No announcement yet.
  • Filter
  • Time
  • Show
Clear All
new posts

  • boottest ~100X faster after IV/GMM

    Prompted by commentary from James MacKinnon, I completely rethought and reworked how boottest performs the wild bootstrap after IV/GMM--more precisely, how it performs the Wild Restricted Efficient bootstrap of Davidson & MacKinnon (2010). On my benchmark, the Steven Levitt criminology example at the end of the "Fast and Wild" paper about boottest, it is now 233 times faster! This change is distinct from the ~10X speed-up after OLS

    The main things you need to know if you use boottest, or are boottest-curious:
    • One new change can slightly affect results, specifically the bounds for confidence sets--and not just after IV/GMM. I switched to a different search algorithm for pinpointing CI bounds (Chandrupatla 1997). In the bootstrap, the p value as a function of the trial parameter value is a step function when viewed at high resolution: it can only take values n/B where n is an integer and B is the number of bootstrap replications. As a result, when searching for the cross-over point for, say, p = 0.05, values in a small range are equally valid. The new algorithm happens to settle on slightly different points. These discrepancies disappear as you increase the number of replications.
    • The new version is available on SSC with
      ssc install boottest, replace
    • The release history back to 2017 is preserved on Github. To install an old version do
      net install boottest, replace from(
      where X.Y.Z is the version number, such as 3.1.0.
    The big idea behind the update is to exploit the Frisch-Waugh-Lovell theorem to reduce the dimensionality of the estimation problem. As explained in Fast & Wild, when performing a wild bootstrap on an IV/GMM regression, all of the endogenous variables will see their values change from replication to replication. And, whereas in OLS there is only one endogenous variable and the estimator beta = (X'X)^-1 X'Y is linear in that variable, in IV/GMM, there are more endogenous variables and the estimator is nonlinear in some of them, the instrumented variables. E.g., delta = (Z'MZ)^-1 Z'MY where Z is the regressor set, which includes endogenous variables. This nonlinearity gets in the way of the optimization tricks I developed for the OLS wild bootstrap.

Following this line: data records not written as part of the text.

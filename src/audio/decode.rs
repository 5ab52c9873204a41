use anyhow::{Context, Result};
use std::path::Path;
use symphonia::core::audio::SampleBuffer;
use symphonia::core::codecs::{DecoderOptions, CODEC_TYPE_NULL};
use symphonia::core::errors::Error;
use symphonia::core::formats::FormatOptions;
use symphonia::core::io::MediaSourceStream;
use symphonia::core::meta::MetadataOptions;
use symphonia::core::probe::Hint;

/// Decoded audio, interleaved in its native channel layout.
pub struct AudioData {
    pub samples: Vec<f32>,
    pub channels: usize,
    pub sample_rate: u32,
}

pub fn decode_audio(path: &Path) -> Result<AudioData> {
    let file = std::fs::File::open(path)
        .with_context(|| format!("Failed to open audio file: {}", path.display()))?;

    let mss = MediaSourceStream::new(Box::new(file), Default::default());

    let mut hint = Hint::new();
    if let Some(ext) = path.extension().and_then(|e| e.to_str()) {
        hint.with_extension(ext);
    }

    let probed = symphonia::default::get_probe()
        .format(&hint, mss, &FormatOptions::default(), &MetadataOptions::default())
        .context("Failed to probe audio format")?;

    let mut format = probed.format;

    let track = format
        .tracks()
        .iter()
        .find(|t| t.codec_params.codec != CODEC_TYPE_NULL)
        .context("No audio tracks found")?;

    let track_id = track.id;
    let channels = track.codec_params.channels.map_or(1, |c| c.count());
    let sample_rate = track.codec_params.sample_rate.context("Unknown sample rate")?;

    let mut decoder = symphonia::default::get_codecs()
        .make(&track.codec_params, &DecoderOptions::default())
        .context("Failed to create audio decoder")?;

    let mut samples: Vec<f32> = Vec::new();
    let mut buf: Option<SampleBuffer<f32>> = None;
    let mut skipped = 0usize;

    loop {
        let packet = match format.next_packet() {
            Ok(packet) => packet,
            Err(Error::IoError(ref e)) if e.kind() == std::io::ErrorKind::UnexpectedEof => break,
            Err(e) => return Err(e).context("Failed to read audio packet"),
        };
        if packet.track_id() != track_id {
            continue;
        }

        let decoded = match decoder.decode(&packet) {
            Ok(decoded) => decoded,
            Err(Error::DecodeError(_)) => {
                skipped += 1;
                continue;
            }
            Err(e) => return Err(e).context("Failed to decode audio packet"),
        };

        // Packets rarely grow, so the interleave buffer is reused until one does.
        let spec = *decoded.spec();
        let needed = decoded.capacity() * spec.channels.count();
        if buf.as_ref().map_or(true, |b| b.capacity() < needed) {
            buf = Some(SampleBuffer::new(decoded.capacity() as u64, spec));
        }
        let Some(sample_buf) = buf.as_mut() else {
            continue;
        };
        sample_buf.copy_interleaved_ref(decoded);
        samples.extend_from_slice(sample_buf.samples());
    }

    if skipped > 0 {
        log::warn!("Skipped {} undecodable packets in {}", skipped, path.display());
    }
    log::info!(
        "Decoded {}: {} frames, {} channels, {}Hz",
        path.display(),
        samples.len() / channels.max(1),
        channels,
        sample_rate
    );

    Ok(AudioData {
        samples,
        channels,
        sample_rate,
    })
}

/// Remap interleaved audio to `channels` channels. Mono is duplicated;
/// surplus channels are dropped.
pub fn remap_channels(samples: &[f32], from: usize, channels: usize) -> Vec<f32> {
    if from == 0 {
        return Vec::new();
    }
    let mut out = Vec::with_capacity(samples.len() / from * channels);
    for frame in samples.chunks_exact(from) {
        for ch in 0..channels {
            out.push(frame[ch.min(from - 1)]);
        }
    }
    out
}

/// Nearest-sample rate conversion of interleaved audio.
pub fn resample_nearest(samples: &[f32], channels: usize, from_rate: u32, to_rate: u32) -> Vec<f32> {
    if from_rate == to_rate || channels == 0 || from_rate == 0 {
        return samples.to_vec();
    }
    let in_frames = samples.len() / channels;
    let out_frames = (in_frames as u64 * to_rate as u64 / from_rate as u64) as usize;
    let mut out = Vec::with_capacity(out_frames * channels);
    for i in 0..out_frames {
        let src = ((i as u64 * from_rate as u64 / to_rate as u64) as usize).min(in_frames - 1);
        out.extend_from_slice(&samples[src * channels..(src + 1) * channels]);
    }
    out
}
mod actuator;
mod audio;
mod cancel;
mod cli;
mod config;
mod control;

use anyhow::{anyhow, Context, Result};
use clap::Parser;
use reqwest::Url;
use std::path::{Path, PathBuf};
use std::sync::Arc;
use std::thread;

use actuator::{Actuator, DryRunActuator, Target};
use audio::capture::{CaptureBackend, SilenceBackend};
use audio::device::{input_device_names, CpalBackend};
use audio::pipeline::{BarPipeline, StartError};
use audio::replay::FileBackend;
use cancel::CancelToken;
use cli::Cli;
use config::{Backend, Config};
use control::ActuationLoop;

fn main() -> Result<()> {
    env_logger::Builder::from_env(env_logger::Env::default().default_filter_or("info"))
        .format_timestamp_millis()
        .init();

    let cli = Cli::parse();

    if cli.list_devices {
        println!("Audio input devices:");
        for name in input_device_names().context("Failed to enumerate input devices")? {
            println!("  {}", name);
        }
        return Ok(());
    }

    // Load config: explicit --config path, or auto-detect bulbsync.toml / global config
    let config_path = cli.config.clone().or_else(|| {
        let local = PathBuf::from("bulbsync.toml");
        if local.exists() {
            return Some(local);
        }
        if let Some(home) = dirs::home_dir() {
            let xdg = home.join(".config").join("bulbsync").join("config.toml");
            if xdg.exists() {
                return Some(xdg);
            }
        }
        if let Some(config_dir) = dirs::config_dir() {
            let platform = config_dir.join("bulbsync").join("config.toml");
            if platform.exists() {
                return Some(platform);
            }
        }
        None
    });
    let mut cfg = match config_path {
        Some(ref path) => match config::load_config(path) {
            Ok(cfg) => {
                log::info!("Loaded config from {}", path.display());
                cfg
            }
            // A config the user named explicitly must load.
            Err(err) if cli.config.is_some() => return Err(err),
            Err(err) => {
                log::warn!("Ignoring config: {:#}", err);
                Config::default()
            }
        },
        None => Config::default(),
    };
    apply_overrides(&mut cfg, &cli);

    if let Some(level) = cli.set {
        let mut actuator = open_actuator(&cli, &cfg)?;
        let result = actuator.send(level);
        actuator.close();
        result.with_context(|| format!("Failed to set intensity to {}", level))?;
        log::info!("Intensity set to {}%", level);
        return Ok(());
    }

    let settings = cfg.loop_settings()?;
    let pipeline = Arc::new(BarPipeline::new(cfg.pipeline()));
    let backend = capture_backend(&cfg)?;

    let cancel = CancelToken::new();
    {
        let cancel = cancel.clone();
        ctrlc::set_handler(move || {
            log::info!("Interrupted, shutting down");
            cancel.cancel();
        })
        .context("Failed to install Ctrl-C handler")?;
    }

    log::info!("Starting {} capture", backend.name());
    let capture = {
        let pipeline = Arc::clone(&pipeline);
        let cancel = cancel.clone();
        thread::Builder::new()
            .name("capture".into())
            .spawn(move || {
                let result = pipeline.start(backend.as_ref(), &cancel);
                // No more frames are coming; stop the control loop too.
                cancel.cancel();
                result
            })
            .context("Failed to spawn capture thread")?
    };

    let mut actuator = match open_actuator(&cli, &cfg) {
        Ok(actuator) => actuator,
        Err(err) => {
            cancel.cancel();
            let _ = capture.join();
            return Err(err);
        }
    };

    let loop_result = ActuationLoop::new(pipeline.as_ref(), actuator.as_mut(), settings)
        .and_then(|mut control| control.run(&cancel));
    cancel.cancel();
    actuator.close();

    let capture_result = capture
        .join()
        .map_err(|_| anyhow!("Capture thread panicked"))?;

    let stats = loop_result.context("Control loop stopped")?;
    log::info!(
        "Done: {} ticks, {} intensity changes, {} failed sends",
        stats.ticks,
        stats.sent,
        stats.failures
    );

    match capture_result {
        Ok(()) => Ok(()),
        Err(StartError::AlreadyRunning) => Err(anyhow!("BUG: pipeline was started twice")),
        Err(err) => Err(err).context("Audio capture failed"),
    }
}

fn apply_overrides(cfg: &mut Config, cli: &Cli) {
    let audio = &mut cfg.audio;
    if let Some(backend) = cli.backend {
        audio.backend = backend;
    }
    if cli.device.is_some() {
        audio.device = cli.device.clone();
    }
    if let Some(ref file) = cli.file {
        audio.file = Some(file.clone());
        // Naming a file implies replaying it unless a backend was chosen.
        if cli.backend.is_none() {
            audio.backend = Backend::File;
        }
    }
    audio.sample_rate = cli.sample_rate.unwrap_or(audio.sample_rate);
    audio.sample_size = cli.sample_size.unwrap_or(audio.sample_size);
    audio.bars = cli.bars.unwrap_or(audio.bars);
    audio.smoothing = cli.smoothing.unwrap_or(audio.smoothing);
    audio.window = cli.window.unwrap_or(audio.window);
    audio.distribution = cli.distribution.unwrap_or(audio.distribution);

    let control = &mut cfg.control;
    control.tick_hz = cli.tick_hz.unwrap_or(control.tick_hz);
    control.channel = cli.channel.unwrap_or(control.channel);
    control.band = cli.band.unwrap_or(control.band);
    control.ceiling = cli.ceiling.unwrap_or(control.ceiling);
    control.min = cli.min.unwrap_or(control.min);
    control.max = cli.max.unwrap_or(control.max);
    control.modulus = cli.modulus.unwrap_or(control.modulus);
    control.on_error = cli.on_error.unwrap_or(control.on_error);

    cfg.actuator.qos = cli.qos.unwrap_or(cfg.actuator.qos);
    if cli.timeout_ms.is_some() {
        cfg.actuator.timeout_ms = cli.timeout_ms;
    }
}

fn capture_backend(cfg: &Config) -> Result<Box<dyn CaptureBackend + Send>> {
    Ok(match cfg.audio.backend {
        Backend::Cpal => Box::new(CpalBackend),
        Backend::File => {
            let path = cfg
                .audio
                .file
                .clone()
                .context("The file backend needs an audio file (--file or [audio] file)")?;
            Box::new(FileBackend::new(path))
        }
        Backend::Silence => Box::new(SilenceBackend),
    })
}

/// Resolve the endpoint (CLI, config, then the remembered URL) and connect.
fn open_actuator(cli: &Cli, cfg: &Config) -> Result<Box<dyn Actuator>> {
    if cli.dry_run {
        log::info!("Dry run: intensities will only be logged");
        return Ok(Box::new(DryRunActuator::default()));
    }

    let saved_path = config::saved_url_path();
    let raw = cli
        .url
        .clone()
        .or_else(|| cfg.actuator.url.clone())
        .or_else(|| {
            let url = saved_path.as_deref().and_then(config::load_saved_url)?;
            log::info!("Using remembered endpoint {}", url);
            Some(url)
        })
        .context("No dimmer endpoint: pass --url, set [actuator] url, or use --dry-run")?;

    let target = Target::parse(&raw)
        .and_then(|target| target.with_credentials(cli.username.clone(), cli.password.clone()))
        .with_context(|| format!("Invalid endpoint: {}", config::redact_url(&raw).unwrap_or_default()))?;
    let actuator = actuator::connect(&target, &cfg.transport()?).context("Failed to open dimmer transport")?;

    if cli.save_url {
        match saved_path {
            Some(ref path) => remember_url(path, &raw, cli.username.as_deref()),
            None => log::warn!("No config directory; not remembering the endpoint"),
        }
    }
    Ok(actuator)
}

fn remember_url(path: &Path, raw: &str, username: Option<&str>) {
    let mut url = match Url::parse(raw.trim()) {
        Ok(url) => url,
        Err(err) => {
            log::warn!("Not remembering endpoint: {}", err);
            return;
        }
    };
    if let Some(username) = username {
        let _ = url.set_username(username);
    }
    match config::save_url(path, url.as_str()) {
        Ok(()) => log::info!("Remembered endpoint in {}", path.display()),
        Err(err) => log::warn!("{:#}", err),
    }
}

    What I realized is that by partialling out a control set that consists of, say, 100 exogenous dummy variables, the dimensionality of the estimator can be reduced during bootstrap replication. Then the matrix to be inverted and multiplied each time, Z'MZ, could be 1x1 instead of 100x100. The cost is that on each replication, the partialled-out variables must also be partialled out of the bootstrap versions of the endogenous variables. But this is a linear operation, of the the sort that occurs when wild-bootstrapping OLS, which I already knew how to speed up.

    The surgery was radical, so please let me know if you run into problems.
    Last edited by David Roodman; 15 Mar 2021, 09:45.

  • #2
    Dear David,

    My version is 3.1.0. The help file said that it does not support linear GMM regression. May I ask if there is any way to get bootstrapped confidence intervals after GMM regression?

    Great thanks.


    • #3
      You can use Stata's bootstrap prefix command. Equivalently, some Stata commands accept vce(bootstrap). These will do a nonparametric bootstrap. For GMM, this has the advantage that the GMM weight matrix will be recomputed on each bootstrap replication, which boottest never did.


      • #4
        Dear David,

        Thanks for your suggestion. I tried the bootstrap prefix command, and it arose the error
        "repeated time values within panel
        the most likely cause for this error is misspecifying the cluster(), idcluster(), or group() option".

        I search a bit on this issue in this forum, but I couldn't find a solution for GMM estimation.